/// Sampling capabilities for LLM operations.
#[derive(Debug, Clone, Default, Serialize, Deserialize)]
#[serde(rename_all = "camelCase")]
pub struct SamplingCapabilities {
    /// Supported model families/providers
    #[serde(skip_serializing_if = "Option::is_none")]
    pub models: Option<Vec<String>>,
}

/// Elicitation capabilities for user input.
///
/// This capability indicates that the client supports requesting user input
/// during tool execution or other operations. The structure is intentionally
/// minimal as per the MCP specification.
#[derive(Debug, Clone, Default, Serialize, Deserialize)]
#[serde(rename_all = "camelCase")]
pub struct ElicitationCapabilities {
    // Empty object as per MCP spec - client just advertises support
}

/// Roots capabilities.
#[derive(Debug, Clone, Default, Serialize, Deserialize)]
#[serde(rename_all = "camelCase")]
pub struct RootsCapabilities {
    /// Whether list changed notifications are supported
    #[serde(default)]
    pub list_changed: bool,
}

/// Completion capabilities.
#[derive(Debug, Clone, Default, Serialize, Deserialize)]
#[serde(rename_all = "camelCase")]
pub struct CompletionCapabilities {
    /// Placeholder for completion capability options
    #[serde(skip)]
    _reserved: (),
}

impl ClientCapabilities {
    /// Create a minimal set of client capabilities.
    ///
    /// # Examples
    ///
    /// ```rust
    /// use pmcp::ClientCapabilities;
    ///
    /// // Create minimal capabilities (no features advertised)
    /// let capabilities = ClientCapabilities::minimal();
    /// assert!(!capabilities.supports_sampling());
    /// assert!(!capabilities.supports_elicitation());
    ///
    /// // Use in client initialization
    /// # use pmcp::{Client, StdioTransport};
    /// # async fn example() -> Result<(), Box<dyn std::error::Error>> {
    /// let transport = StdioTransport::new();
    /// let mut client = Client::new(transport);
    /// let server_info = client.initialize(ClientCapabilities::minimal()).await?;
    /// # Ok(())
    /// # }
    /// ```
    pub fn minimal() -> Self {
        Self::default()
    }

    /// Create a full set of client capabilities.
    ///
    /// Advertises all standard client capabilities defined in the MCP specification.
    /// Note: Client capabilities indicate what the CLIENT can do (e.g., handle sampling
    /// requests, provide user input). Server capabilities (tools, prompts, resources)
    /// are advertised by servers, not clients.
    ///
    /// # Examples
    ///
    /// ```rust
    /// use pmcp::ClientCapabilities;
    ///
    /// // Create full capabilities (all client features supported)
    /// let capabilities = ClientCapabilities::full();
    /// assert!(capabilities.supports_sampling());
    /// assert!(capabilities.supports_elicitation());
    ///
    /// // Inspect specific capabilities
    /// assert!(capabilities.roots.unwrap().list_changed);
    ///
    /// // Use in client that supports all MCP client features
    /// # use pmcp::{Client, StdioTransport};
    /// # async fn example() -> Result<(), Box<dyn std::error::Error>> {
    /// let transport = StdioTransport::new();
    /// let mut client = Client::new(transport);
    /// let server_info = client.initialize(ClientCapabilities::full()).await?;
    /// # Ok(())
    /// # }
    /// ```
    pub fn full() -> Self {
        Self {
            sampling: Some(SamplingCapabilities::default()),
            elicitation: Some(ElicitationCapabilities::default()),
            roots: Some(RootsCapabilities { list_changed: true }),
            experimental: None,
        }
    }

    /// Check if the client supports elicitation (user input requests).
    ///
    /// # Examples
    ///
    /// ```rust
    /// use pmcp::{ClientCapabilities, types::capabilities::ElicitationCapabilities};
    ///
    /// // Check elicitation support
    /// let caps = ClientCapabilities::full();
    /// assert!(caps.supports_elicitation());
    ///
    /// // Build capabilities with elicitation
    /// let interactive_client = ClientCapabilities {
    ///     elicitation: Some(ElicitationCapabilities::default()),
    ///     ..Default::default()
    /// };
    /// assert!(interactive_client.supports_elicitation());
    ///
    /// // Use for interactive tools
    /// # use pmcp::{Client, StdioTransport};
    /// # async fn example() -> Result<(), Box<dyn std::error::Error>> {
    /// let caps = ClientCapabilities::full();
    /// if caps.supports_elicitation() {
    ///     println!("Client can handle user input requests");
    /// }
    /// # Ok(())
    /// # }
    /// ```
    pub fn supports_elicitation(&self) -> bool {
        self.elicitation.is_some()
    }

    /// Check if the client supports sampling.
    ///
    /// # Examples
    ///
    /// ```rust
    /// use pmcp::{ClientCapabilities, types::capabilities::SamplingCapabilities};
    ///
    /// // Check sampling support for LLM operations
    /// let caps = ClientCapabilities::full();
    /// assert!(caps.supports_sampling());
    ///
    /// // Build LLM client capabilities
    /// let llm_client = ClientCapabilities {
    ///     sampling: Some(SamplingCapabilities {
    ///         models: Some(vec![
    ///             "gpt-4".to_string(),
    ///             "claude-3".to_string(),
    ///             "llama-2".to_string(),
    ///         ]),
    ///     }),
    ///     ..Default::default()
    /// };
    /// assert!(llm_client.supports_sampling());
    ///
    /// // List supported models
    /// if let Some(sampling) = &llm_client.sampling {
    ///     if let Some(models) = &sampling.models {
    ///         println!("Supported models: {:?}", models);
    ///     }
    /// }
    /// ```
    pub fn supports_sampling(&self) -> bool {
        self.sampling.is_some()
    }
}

---

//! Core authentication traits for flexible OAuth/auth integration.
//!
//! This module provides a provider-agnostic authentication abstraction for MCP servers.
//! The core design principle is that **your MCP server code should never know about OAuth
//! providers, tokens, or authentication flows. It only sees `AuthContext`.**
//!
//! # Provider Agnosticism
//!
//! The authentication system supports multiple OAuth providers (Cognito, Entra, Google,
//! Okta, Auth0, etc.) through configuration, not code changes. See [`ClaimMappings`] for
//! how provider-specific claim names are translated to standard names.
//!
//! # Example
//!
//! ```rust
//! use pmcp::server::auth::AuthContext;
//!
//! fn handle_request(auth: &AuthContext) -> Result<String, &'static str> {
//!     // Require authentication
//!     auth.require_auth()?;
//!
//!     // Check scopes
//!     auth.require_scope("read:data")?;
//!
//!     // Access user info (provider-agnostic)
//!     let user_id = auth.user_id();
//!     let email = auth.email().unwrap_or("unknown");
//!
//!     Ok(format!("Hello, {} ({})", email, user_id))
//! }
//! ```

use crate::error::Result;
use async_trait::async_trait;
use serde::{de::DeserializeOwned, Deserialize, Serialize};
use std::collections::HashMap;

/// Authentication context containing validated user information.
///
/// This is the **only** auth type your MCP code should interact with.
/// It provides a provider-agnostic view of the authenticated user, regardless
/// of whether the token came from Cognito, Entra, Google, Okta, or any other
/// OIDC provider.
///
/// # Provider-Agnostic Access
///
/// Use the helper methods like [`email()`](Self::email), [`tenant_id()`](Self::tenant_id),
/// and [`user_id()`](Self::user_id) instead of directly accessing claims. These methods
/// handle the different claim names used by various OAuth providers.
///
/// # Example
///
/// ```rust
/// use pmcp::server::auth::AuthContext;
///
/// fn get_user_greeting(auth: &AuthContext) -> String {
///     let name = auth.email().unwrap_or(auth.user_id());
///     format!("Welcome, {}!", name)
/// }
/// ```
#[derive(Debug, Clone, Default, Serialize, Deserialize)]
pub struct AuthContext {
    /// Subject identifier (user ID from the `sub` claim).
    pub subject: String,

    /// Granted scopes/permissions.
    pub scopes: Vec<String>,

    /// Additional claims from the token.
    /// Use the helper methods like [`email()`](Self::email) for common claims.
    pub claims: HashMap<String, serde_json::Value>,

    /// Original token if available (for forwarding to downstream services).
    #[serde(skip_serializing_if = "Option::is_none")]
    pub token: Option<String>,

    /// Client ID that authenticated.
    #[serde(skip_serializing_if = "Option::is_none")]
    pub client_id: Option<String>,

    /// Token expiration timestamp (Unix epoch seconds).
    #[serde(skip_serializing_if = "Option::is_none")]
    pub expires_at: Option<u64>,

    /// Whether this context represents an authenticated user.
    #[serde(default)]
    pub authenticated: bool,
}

• How to complete this task: Set down, exactly as they stand above, the lines starting with the line with "for LLM operations." and going on through the line with "per the MCP specification.", and no others.

• Written answer:
/// Sampling capabilities for LLM operations.
#[derive(Debug, Clone, Default, Serialize, Deserialize)]
#[serde(rename_all = "camelCase")]
pub struct SamplingCapabilities {
    /// Supported model families/providers
    #[serde(skip_serializing_if = "Option::is_none")]
    pub models: Option<Vec<String>>,
}

/// Elicitation capabilities for user input.
///
/// This capability indicates that the client supports requesting user input
/// during tool execution or other operations. The structure is intentionally
/// minimal as per the MCP specification.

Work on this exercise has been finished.